Однако вопрос о реакции Екатерины на отрицательное решение сейма не должен повиснуть в воздухе, a по некоторым признакам можно даже предполагать, как она поступила бы в случае, если бы регенсбургский сейм своим голосованием одобрил инициативу майнцского и обращение за помощью трирского курфюрстов. Да, Екатерина оказывала значительную финансовую поддержку эмигрировавшим бурбонским принцам, однако даже в случае, если бы имперский сейм единодушно попросил ее о военной помощи, едва ли она отправила бы свои войска сражаться против революции в 1792 году. Скорее, она попыталась бы усилить дипломатический нажим на Леопольда II и вынудила бы его начать войну. Именно в этом ключе она интерпретировала впоследствии обе инициативы, о которых шла речь в письме Николаю Румянцеву от 8 января 1792 года. Письмо включало в себя и ответ трирскому курфюрсту. Майнц и Трир, писала императрица, обратились к гарантам Вестфальского мира и «ко всем тем, кто гарантирует конституцию Германской империи», в конечном счете лишь для того, чтобы получить помощь императора и короля Пруссии. Екатерина просила Румянцева любезно пояснить Клеменсу Венцеславу, какую пользу ему и всем имперским штатам могло принести обращение к ней с просьбой о вмешательстве в конфликт с Францией[1200], и тут же критиковала майнцского и трирского курфюрстов за их неготовность защищаться. Она считала, что вместе с остальными прирейнскими князьями они вполне смогли бы противостоять малочисленным и дезорганизованным сторонникам Национального собрания (Nationalfranzosen), если бы объединились с бурбонскими принцами вместо того, чтобы выдворять эмигрантов из своих курфюршеств из страха перед угрозами со стороны тех, кто представлял теперь верховную власть в Париже[1201].

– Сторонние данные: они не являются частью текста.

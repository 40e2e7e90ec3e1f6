//! # quill-collab: Shared text buffer synchronization for Quill
//!
//! Keeps a local, user-editable text buffer in step with a canonical copy
//! held by a relay server, over one WebSocket per editor.
//!
//! ## Architecture
//!
//! ```text
//!  keystrokes                                          WebSocket
//!      │                                                   ▲  │
//!      ▼                                                   │  ▼
//! ┌──────────┐  debounce  ┌──────────┐  op   ┌─────────────┐  ┌─────────────┐
//! │ Buffer   │ ─────────► │ Observer │ ────► │ SyncChannel │  │ SyncServer  │
//! │ (local)  │            │ + diff   │       │ (adapter)   │  │ (canonical) │
//! └──────────┘            └──────────┘       └──────┬──────┘  └──────┬──────┘
//!      ▲                        ▲ rebase            │                │
//!      └──── overwrite ─────────┴───────────────────┘         BroadcastGroup
//! ```
//!
//! Consistency is last-writer-wins on whole snapshots. There is no
//! operational transform and no CRDT; a stale buffer heals on the next
//! canonical update from the server.
//!
//! ## Modules
//!
//! - [`buffer`]: Local buffer and snapshots
//! - [`diff`]: Edit inference between two snapshots
//! - [`observer`]: Debounced edit observer
//! - [`channel`]: Sync channel adapter (encode/send, receive/apply)
//! - [`session`]: Single-task editor session driving the three above
//! - [`protocol`]: JSON wire format
//! - [`client`]: WebSocket client
//! - [`document`], [`broadcast`], [`server`]: Relay server

pub mod buffer;
pub mod diff;
pub mod observer;
pub mod channel;
pub mod session;
pub mod protocol;
pub mod client;
pub mod document;
pub mod broadcast;
pub mod server;

// Re-exports for convenience
pub use buffer::{BufferSnapshot, EditCommand, LocalBuffer, TextBuffer};
pub use diff::{compute_operation, DiffStrategy, EditOperation, GapPolicy};
pub use observer::{EditObserver, DEFAULT_DEBOUNCE};
pub use channel::{ChannelTransport, SyncChannel, Transport};
pub use session::{EditorSession, SessionCommand, SessionHandle};
pub use protocol::{
    endpoint_url, CanonicalTextMessage, OperationMessage, ProtocolError, WireFormat,
    WireMessage,
};
pub use client::{ClientConfig, ConnectionState, SyncClient, SyncEvent};
pub use document::{CanonicalDocument, DocumentError};
pub use broadcast::{BroadcastGroup, BroadcastStats};
pub use server::{ServerConfig, ServerStats, SyncServer};
//! Canonical text held by the relay server.
//!
//! A plain char sequence. Operations are applied at the position the client
//! computed against its own view; no version or identifier is carried, so
//! two operations made against diverging views are applied in arrival order
//! and last writer wins.

use thiserror::Error;

use crate::protocol::OperationMessage;

/// Rejected document edits.
#[derive(Debug, Clone, PartialEq, Eq, Error)]
pub enum DocumentError {
    #[error("invalid position {pos} for insertion (document length {len})")]
    InvalidInsertPosition { pos: usize, len: usize },
    #[error("invalid position {pos} for deletion (document length {len})")]
    InvalidDeletePosition { pos: usize, len: usize },
}

/// The authoritative shared text.
#[derive(Debug, Clone, Default, PartialEq, Eq)]
pub struct CanonicalDocument {
    chars: Vec<char>,
}

impl CanonicalDocument {
    pub fn new() -> Self {
        Self::default()
    }

    pub fn from_text(text: &str) -> Self {
        Self {
            chars: text.chars().collect(),
        }
    }

    /// Insert `ch` before the char at `pos`. `pos == len` appends.
    pub fn insert(&mut self, pos: usize, ch: char) -> Result<(), DocumentError> {
        if pos > self.chars.len() {
            return Err(DocumentError::InvalidInsertPosition {
                pos,
                len: self.chars.len(),
            });
        }
        self.chars.insert(pos, ch);
        Ok(())
    }

    /// Remove and return the char at `pos`.
    pub fn delete(&mut self, pos: usize) -> Result<char, DocumentError> {
        if pos >= self.chars.len() {
            return Err(DocumentError::InvalidDeletePosition {
                pos,
                len: self.chars.len(),
            });
        }
        Ok(self.chars.remove(pos))
    }

    pub fn replace(&mut self, text: &str) {
        self.chars.clear();
        self.chars.extend(text.chars());
    }

    /// Apply a single wire operation.
    pub fn apply(&mut self, op: &OperationMessage) -> Result<(), DocumentError> {
        match *op {
            OperationMessage::Insert { pos, ch } => self.insert(pos, ch),
            OperationMessage::Delete { pos } => self.delete(pos).map(|_| ()),
        }
    }

    pub fn text(&self) -> String {
        self.chars.iter().collect()
    }

    /// Length in chars.
    pub fn len(&self) -> usize {
        self.chars.len()
    }

    pub fn is_empty(&self) -> bool {
        self.chars.is_empty()
    }
}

В том же письме Екатерина прокомментировала и исход слушаний в имперском сейме в связи с обращением майнцского курфюрста. Неудивительно, писала она, «что дворы Вены и Берлина объединились с Ганновером, чтобы исподтишка воспрепятствовать официальному признанию моего статуса гаранта германской конституции и существующего состояния прав владения в этой империи». Императрица полагала, что эти державы стремились воспользоваться слабостью Франции, чтобы парализовать любые иностранные влияния на германские дела, чтобы самим беспрепятственно расширять свою власть и реализовывать свои собственные интересы и державные амбиции. Такая позиция, однако, представлялась ей необдуманной, и она замечала, что у нее «всегда найдется достаточно поводов и оснований, которым легко найти оправдание, для защиты законности и справедливости, которыми она руководствуется в своих действиях». Провидение предоставило ей необходимые средства для «защиты угнетенных и обуздания неправедного честолюбия, направленного против принципов всеобщего равновесия». Вообще же ей не просто небезразлично, а даже выгодно отсутствие каких-либо прав, обязывающих ее к вмешательству или призывающих к нему в неподходящий для нее момент. Другое дело – второразрядные германские князья, многие из которых для сохранения независимости могут быть вынуждены искать заступничества и защиты у державы-гаранта. «Одним словом: весь груз этой гарантии был бы на моей стороне, а вся выгода – на стороне князей, которым требуется защита от насильственных действий и несправедливости со стороны более могущественных держав»[1202].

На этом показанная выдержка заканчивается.